Last weekend, three nice people signed up to play Black Cadillacs at Phantasm. First aside, Phantasm was a real eye-opener for me. This was the first "little" convention I've ever attended.  As a newcomer, it was immediately apparent to me that this was a community of gamers.  Maybe some of them only appear for Phatasm, maybe some of them are in Peterborough (Phatasm's home town) year-'round. Regardless, these folk know each other really, really well. The room (there was only one) had the trippy vibe of old friends pulling an all-nighter, but with the volume set at 11 (good god, do I mean 11!)

I'm chuffed to report that even though Erica, Cody and Richard all admitted signing up "because everything else was full", Black Cadillacs did what it always does: lots of bad shit happened to lots of people (some nice, some not), grief was heaped on the Troopers, and everyone was right there in the moment.

Second aside: when the "everything else" that was full was some iteration of D20 or late 1990s Sim (oh, there was GM fiat as far as the eye could see...), it's exceptionally fulfilling to see players (expecting the aforementioned fare) latch on to something weird and different and fucking run with it.

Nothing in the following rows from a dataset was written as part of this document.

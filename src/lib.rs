//! routegate - decision core for a model-routing gateway
//!
//! Picks a backend model for each task from a domain-expertise matrix, tracks
//! backend health with per-backend circuit breakers, enforces per-user rate
//! limits, logs every routing decision, and compacts the shared on-disk state
//! that concurrent processes read and write.

pub mod cli;
pub mod compactor;
pub mod config;
pub mod decision_log;
pub mod error;
pub mod metrics;
pub mod models;
pub mod rate_limit;
pub mod router;
pub mod store;
pub mod telemetry;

Here endeth the self-congratulatory gushing.

Here's the two rough bits we hit.  Both are trammeled up in the choices we made during War Creation (p.23 in the Ashcan/Steel Toe'd Edn.)

We settled on the Spanish conquest of the new world, specifically the "campaign" against the Aztecs.  I was really hoping for Spanish Troopers, mostly to do the stranger in a strange land thing. However, the will of the table was for Aztec troopers.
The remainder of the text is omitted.